Al igual que muchos amigos juegan a ver quien tiene más puntería en las diferentes atracciones, otros piden un metro de chatos, una hilera de vasos llenos con el vino de las Ferias. Siempre estará la discusión, con barquillo o sin barquillo, para gustos los colores.

En cada ciudad tiene su tradición. En Zaragoza es habitual tomarlo en el primer puesto del Recinto Ferial de Valdespartera. Una caseta de feria que agrupa a personas de todas las edades y a los peñistas. Ya es tradición que se haga una pizarra con la cantidad de chatos que llevan tomados cada peña, y es que con los metros de Vino de las Ferias se adelanta mucho.

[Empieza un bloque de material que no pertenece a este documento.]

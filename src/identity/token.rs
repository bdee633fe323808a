//! Symmetric HMAC-signed bearer session tokens (§2 Identity)

use base64::engine::general_purpose::URL_SAFE_NO_PAD as B64;
use base64::Engine;
use chrono::{Duration, Utc};
use hmac::{Hmac, Mac};
use sha2::Sha256;
use subtle::ConstantTimeEq;

type HmacSha256 = Hmac<Sha256>;

/// Token lifetime from mint to expiry
pub const TOKEN_TTL_HOURS: i64 = 24;

/// Outcome of verifying a bearer token
#[derive(Debug, Clone, Copy, PartialEq, Eq)]
pub enum TokenVerification {
    /// Token is well-formed, unexpired, and its signature matches
    Valid(i64),
    /// Signature checked out but the expiry has passed
    Expired,
    /// Signature mismatch, unparsable payload, or any other structural defect
    Malformed,
}

/// Mint a bearer token carrying `account_id` as subject, signed with `secret`
#[must_use]
pub fn mint_token(account_id: i64, secret: &[u8]) -> String {
    let expires_at = (Utc::now() + Duration::hours(TOKEN_TTL_HOURS)).timestamp();
    let payload = format!("{account_id}.{expires_at}");
    let signature = sign(payload.as_bytes(), secret);
    format!("{}.{}", B64.encode(payload.as_bytes()), B64.encode(signature))
}

/// Verify a bearer token previously minted by [`mint_token`] with the same
/// secret
#[must_use]
pub fn verify_token(token: &str, secret: &[u8]) -> TokenVerification {
    let Some((payload_b64, signature_b64)) = token.split_once('.') else {
        return TokenVerification::Malformed;
    };

    let Ok(payload_bytes) = B64.decode(payload_b64) else {
        return TokenVerification::Malformed;
    };
    let Ok(signature) = B64.decode(signature_b64) else {
        return TokenVerification::Malformed;
    };

    let expected = sign(&payload_bytes, secret);
    if expected.len() != signature.len() || expected.ct_eq(&signature).unwrap_u8() != 1 {
        return TokenVerification::Malformed;
    }

    let Ok(payload) = String::from_utf8(payload_bytes) else {
        return TokenVerification::Malformed;
    };
    let Some((account_id_str, expires_at_str)) = payload.split_once('.') else {
        return TokenVerification::Malformed;
    };
    let Ok(account_id) = account_id_str.parse::<i64>() else {
        return TokenVerification::Malformed;
    };
    let Ok(expires_at) = expires_at_str.parse::<i64>() else {
        return TokenVerification::Malformed;
    };

    if Utc::now().timestamp() > expires_at {
        return TokenVerification::Expired;
    }

    TokenVerification::Valid(account_id)
}

fn sign(payload: &[u8], secret: &[u8]) -> Vec<u8> {
    let mut mac = <HmacSha256 as Mac>::new_from_slice(secret).expect("HMAC accepts any key length");
    mac.update(payload);
    mac.finalize().into_bytes().to_vec()
}
//! Adaptive salted password hashing (§2 Identity)

use argon2::password_hash::rand_core::OsRng;
use argon2::password_hash::{PasswordHash, PasswordHasher, PasswordVerifier, SaltString};
use argon2::{Argon2, Params, Version};

use crate::{Error, Result};

/// Iteration count. Argon2's `t_cost` is the moral equivalent of bcrypt's
/// log-rounds cost factor; 12 mirrors the floor the control plane requires.
const T_COST: u32 = 12;
const M_COST_KIB: u32 = 19_456;
const P_COST: u32 = 1;

fn hasher() -> Result<Argon2<'static>> {
    let params = Params::new(M_COST_KIB, T_COST, P_COST, None)
        .map_err(|e| Error::Database(format!("invalid argon2 params: {e}")))?;
    Ok(Argon2::new(
        argon2::Algorithm::Argon2id,
        Version::V0x13,
        params,
    ))
}

/// Hash a plaintext password into a PHC-format string suitable for storage
///
/// # Errors
///
/// Returns error if the underlying KDF fails
pub fn hash_password(plaintext: &str) -> Result<String> {
    let salt = SaltString::generate(&mut OsRng);
    let hash = hasher()?
        .hash_password(plaintext.as_bytes(), &salt)
        .map_err(|e| Error::Database(format!("password hashing failed: {e}")))?;
    Ok(hash.to_string())
}

/// Verify a plaintext password against a stored hash
///
/// # Errors
///
/// Returns error only if the stored hash is not well-formed PHC text;
/// a simple mismatch yields `Ok(false)`, never an error
pub fn verify_password(plaintext: &str, hash: &str) -> Result<bool> {
    let parsed = PasswordHash::new(hash)
        .map_err(|e| Error::Database(format!("stored password hash is malformed: {e}")))?;
    Ok(hasher()?
        .verify_password(plaintext.as_bytes(), &parsed)
        .is_ok())
}

#[cfg(test)]
mod tests {
    use super::*;

    #[test]
    fn test_hash_and_verify_roundtrip() {
        let hash = hash_password("correct horse battery staple").unwrap();
        assert!(verify_password("correct horse battery staple", &hash).unwrap());
    }

    #[test]
    fn test_verify_rejects_wrong_password() {
        let hash = hash_password("correct horse battery staple").unwrap();
        assert!(!verify_password("wrong password", &hash).unwrap());
    }

    #[test]
    fn test_hashes_are_salted() {
        let a = hash_password("same-input").unwrap();
        let b = hash_password("same-input").unwrap();
        assert_ne!(a, b);
    }
}
//! Process configuration: CLI flags, environment fallbacks, and the one
//! fatal startup check the relay enforces (§6 "Required configuration")

use std::path::PathBuf;

use clap::Parser;

use crate::{Error, Result};

/// Relay core - bidirectional message relay bridging host and client
/// mobile endpoints
#[derive(Parser, Debug)]
#[command(name = "relaybridge", version, about)]
pub struct Cli {
    /// Port the HTTP/WS front door listens on
    #[arg(long, env = "RELAY_PORT", default_value = "8080")]
    pub port: u16,

    /// Path to the SQLite database file
    #[arg(long, env = "RELAY_DB_PATH", default_value = "relay.db")]
    pub db_path: PathBuf,

    /// Audit-log retention horizon, in days
    #[arg(long, env = "RELAY_RETENTION_DAYS", default_value = "90")]
    pub retention_days: i64,

    /// Base URL of the external identity issuer, if third-party assertion
    /// exchange is enabled
    #[arg(long, env = "RELAY_EXTERNAL_ISSUER")]
    pub external_issuer: Option<String>,

    /// Required audience claim for external assertions
    #[arg(long, env = "RELAY_EXTERNAL_AUDIENCE")]
    pub external_audience: Option<String>,

    /// Heartbeat ping interval, in seconds
    #[arg(long, env = "RELAY_HEARTBEAT_INTERVAL_SECS", default_value = "30")]
    pub heartbeat_interval_secs: u64,

    /// Increase verbosity (-v, -vv, -vvv)
    #[arg(short, long, action = clap::ArgAction::Count)]
    pub verbose: u8,
}

/// Fully-resolved runtime configuration
#[derive(Debug, Clone)]
pub struct Config {
    pub port: u16,
    pub db_path: PathBuf,
    pub retention_days: i64,
    pub external_issuer: Option<String>,
    pub external_audience: Option<String>,
    pub heartbeat_interval_secs: u64,
    pub jwt_secret: Vec<u8>,
}

impl Config {
    /// Resolve configuration from parsed CLI flags plus the environment.
    ///
    /// `JWT_SECRET` is read directly from the environment rather than as a
    /// CLI flag so it never lands in a process listing or shell history.
    /// Its absence or emptiness is the one fatal startup error the relay
    /// allows itself (§6, §7): every other failure surfaces as a request-
    /// scoped error, never a crash.
    ///
    /// # Errors
    ///
    /// Returns `Error::BadRequest` if `JWT_SECRET` is unset or empty
    pub fn from_cli(cli: Cli) -> Result<Self> {
        let jwt_secret = std::env::var("JWT_SECRET").unwrap_or_default();
        if jwt_secret.is_empty() {
            return Err(Error::BadRequest(
                "JWT_SECRET is required and must not be empty".into(),
            ));
        }

        Ok(Self {
            port: cli.port,
            db_path: cli.db_path,
            retention_days: cli.retention_days,
            external_issuer: cli.external_issuer,
            external_audience: cli.external_audience,
            heartbeat_interval_secs: cli.heartbeat_interval_secs,
            jwt_secret: jwt_secret.into_bytes(),
        })
    }

    /// Translate `-v` counts into a `tracing-subscriber` filter directive,
    /// mirroring the teacher's verbosity ladder
    #[must_use]
    pub const fn log_filter(verbose: u8) -> &'static str {
        match verbose {
            0 => "info,relaybridge=info",
            1 => "info,relaybridge=debug",
            2 => "debug",
            _ => "trace",
        }
    }
}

En Almería también es un vino con tradición, lleva presente más de 100 años en la feria, y es que existen cinco negocios que ofrecen un vasito de vino dulce acompañado por un barquillo. "No has ido a la Feria de Almería si no te has tomado un vino de Cariñena con su barquillo". Es el lema más repetido año tras año y es que la receta del éxito es muy antigua y no cambia.

En Andalucía también existe la tradición, y es que en cada feria de Abril, Feria de Granada, Feria de Jaén y todas las ferias de Andalucía, siempre hay una caseta donde ir a tomar el vino de las Ferias.

El sabor dulce de los chatos de las Ferias, el crujiente del barquillo y el ambiente que rodea esta tradición, hace que perdure durante años. Desde por la tarde hasta altas horas de la madrugada los grifos de los toneles no paran de servir litros de felicidad.